The records sit below. Return every line in them that holds the word "keeps".
********************
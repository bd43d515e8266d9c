//! Bounded task group.
//!
//! Runs futures on the tokio runtime, at most `concurrency` at a time, and
//! keeps the first error any of them returns.

use crate::config::Concurrency;
use std::future::Future;
use std::sync::{Arc, Mutex};
use tokio::sync::Semaphore;
use tokio::task::{JoinError, JoinSet};
use tokio_util::sync::CancellationToken;
use tracing::{debug, warn};

pub struct TaskGroup<E> {
    tasks: JoinSet<()>,
    limiter: Option<Arc<Semaphore>>,
    token: CancellationToken,
    first_error: Arc<Mutex<Option<E>>>,
}

impl<E: Send + 'static> TaskGroup<E> {
    pub fn new(concurrency: Concurrency) -> Self {
        Self::with_token(&CancellationToken::new(), concurrency).0
    }

    /// Build a group whose token is a child of `parent`.
    ///
    /// The returned token is cancelled when `parent` is cancelled, when a
    /// task fails, or once `wait` returns.
    pub fn with_token(
        parent: &CancellationToken,
        concurrency: Concurrency,
    ) -> (Self, CancellationToken) {
        let token = parent.child_token();
        let limiter = concurrency
            .limit()
            .map(|n| Arc::new(Semaphore::new(n.min(Semaphore::MAX_PERMITS))));
        let group = Self {
            tasks: JoinSet::new(),
            limiter,
            token: token.clone(),
            first_error: Arc::new(Mutex::new(None)),
        };
        (group, token)
    }

    pub fn token(&self) -> &CancellationToken {
        &self.token
    }

    /// Tasks spawned and not yet reaped. Finished tasks are reaped on the
    /// next `spawn`.
    pub fn in_flight(&self) -> usize {
        self.tasks.len()
    }

    /// Free slots, or `None` when unlimited.
    pub fn available_permits(&self) -> Option<usize> {
        self.limiter.as_ref().map(|sem| sem.available_permits())
    }

    /// Spawn `fut`, waiting for a free slot first when the group is full.
    ///
    /// The slot is released when `fut` completes.
    pub async fn spawn<Fut>(&mut self, fut: Fut)
    where
        Fut: Future<Output = Result<(), E>> + Send + 'static,
    {
        // The semaphore is owned by this group and never closed.
        let permit = match &self.limiter {
            Some(sem) => sem.clone().acquire_owned().await.ok(),
            None => None,
        };
        self.reap_finished();

        let token = self.token.clone();
        let first_error = Arc::clone(&self.first_error);
        self.tasks.spawn(async move {
            let _permit = permit;
            if let Err(err) = fut.await {
                record_error(&first_error, &token, err);
            }
        });
    }

    /// Drop finished tasks so a long run keeps only live ones.
    fn reap_finished(&mut self) {
        while let Some(joined) = self.tasks.try_join_next() {
            resume_panic(joined);
        }
    }

    /// Wait for every spawned task and return the first error.
    ///
    /// A task panic is resumed here.
    pub async fn wait(mut self) -> Result<(), E> {
        while let Some(joined) = self.tasks.join_next().await {
            resume_panic(joined);
        }
        self.token.cancel();

        let first = match self.first_error.lock() {
            Ok(mut slot) => slot.take(),
            Err(poisoned) => poisoned.into_inner().take(),
        };
        match first {
            Some(err) => Err(err),
            None => Ok(()),
        }
    }
}

fn resume_panic(joined: Result<(), JoinError>) {
    if let Err(err) = joined {
        if err.is_panic() {
            std::panic::resume_unwind(err.into_panic());
        }
    }
}

fn record_error<E>(slot: &Mutex<Option<E>>, token: &CancellationToken, err: E) {
    let mut slot = match slot.lock() {
        Ok(guard) => guard,
        Err(poisoned) => poisoned.into_inner(),
    };
    if slot.is_none() {
        *slot = Some(err);
        drop(slot);
        warn!("task failed, cancelling group");
        token.cancel();
    } else {
        debug!("discarding error from later task failure");
    }
}

#[cfg(test)]
mod tests {
    use super::*;
    use std::num::NonZeroUsize;
    use std::sync::atomic::{AtomicUsize, Ordering};
    use std::time::Duration;

    fn limited(n: usize) -> Concurrency {
        Concurrency::Limited(NonZeroUsize::new(n).unwrap())
    }

    #[tokio::test]
    async fn test_empty_group_waits_ok() {
        let group: TaskGroup<String> = TaskGroup::new(limited(2));
        assert_eq!(group.in_flight(), 0);
        assert!(group.wait().await.is_ok());
    }

    #[tokio::test]
    async fn test_first_error_wins() {
        let mut group = TaskGroup::new(Concurrency::Unlimited);
        group.spawn(async { Err::<(), _>("first") }).await;
        let token = group.token().clone();
        token.cancelled().await;

        group
            .spawn(async {
                tokio::time::sleep(Duration::from_millis(5)).await;
                Err("second")
            })
            .await;
        assert_eq!(group.wait().await, Err("first"));
    }

    #[tokio::test]
    async fn test_failure_cancels_token() {
        let parent = CancellationToken::new();
        let (mut group, token) = TaskGroup::with_token(&parent, limited(1));
        assert!(!token.is_cancelled());

        group.spawn(async { Err::<(), _>(42) }).await;
        tokio::time::timeout(Duration::from_secs(1), token.cancelled())
            .await
            .expect("token should be cancelled after failure");
        assert!(!parent.is_cancelled());
        assert_eq!(group.wait().await, Err(42));
    }

    #[tokio::test]
    async fn test_parent_cancellation_propagates() {
        let parent = CancellationToken::new();
        let (group, token) = TaskGroup::<()>::with_token(&parent, Concurrency::Unlimited);
        parent.cancel();
        assert!(token.is_cancelled());
        assert!(group.token().is_cancelled());
    }

    #[tokio::test]
    async fn test_wait_cancels_token() {
        let (mut group, token) =
            TaskGroup::<()>::with_token(&CancellationToken::new(), limited(2));
        group.spawn(async { Ok(()) }).await;
        assert!(group.wait().await.is_ok());
        assert!(token.is_cancelled());
    }

    #[tokio::test]
    async fn test_spawn_respects_limit() {
        let mut group: TaskGroup<()> = TaskGroup::new(limited(2));
        let running = Arc::new(AtomicUsize::new(0));
        let peak = Arc::new(AtomicUsize::new(0));

        for _ in 0..8 {
            let running = Arc::clone(&running);
            let peak = Arc::clone(&peak);
            group
                .spawn(async move {
                    let now = running.fetch_add(1, Ordering::SeqCst) + 1;
                    peak.fetch_max(now, Ordering::SeqCst);
                    tokio::time::sleep(Duration::from_millis(10)).await;
                    running.fetch_sub(1, Ordering::SeqCst);
                    Ok(())
                })
                .await;
            // The task just spawned is still sleeping on its slot.
            assert!(group.available_permits().unwrap() < 2);
        }

        assert!(group.wait().await.is_ok());
        assert!(peak.load(Ordering::SeqCst) <= 2);
    }

    #[tokio::test]
    async fn test_finished_tasks_are_reaped() {
        let mut group: TaskGroup<()> = TaskGroup::new(limited(1));
        for _ in 0..10_000 {
            group.spawn(async { Ok(()) }).await;
            assert!(group.in_flight() <= 1);
        }
        tokio::task::yield_now().await;
        assert!(group.in_flight() <= 1);
        assert!(group.wait().await.is_ok());
    }

    #[tokio::test]
    async fn test_unlimited_group_reaps_on_spawn() {
        let mut group: TaskGroup<()> = TaskGroup::new(Concurrency::Unlimited);
        for _ in 0..1_000 {
            group.spawn(async { Ok(()) }).await;
            tokio::task::yield_now().await;
        }
        // Everything but the last spawn has finished and been dropped.
        assert!(group.in_flight() <= 2);
        assert!(group.wait().await.is_ok());
    }

    #[tokio::test]
    #[should_panic(expected = "early")]
    async fn test_panic_surfaces_on_next_spawn() {
        let mut group: TaskGroup<()> = TaskGroup::new(limited(1));
        group
            .spawn(async {
                if true {
                    panic!("early");
                }
                Ok(())
            })
            .await;
        group.spawn(async { Ok(()) }).await;
    }

    #[tokio::test]
    #[should_panic(expected = "boom")]
    async fn test_panic_resumed_on_wait() {
        let mut group: TaskGroup<()> = TaskGroup::new(Concurrency::Unlimited);
        group
            .spawn(async {
                if true {
                    panic!("boom");
                }
                Ok(())
            })
            .await;
        let _ = group.wait().await;
    }
}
********************
*Worked solution*.
//! keeps the first error any of them returns.
    /// Drop finished tasks so a long run keeps only live ones.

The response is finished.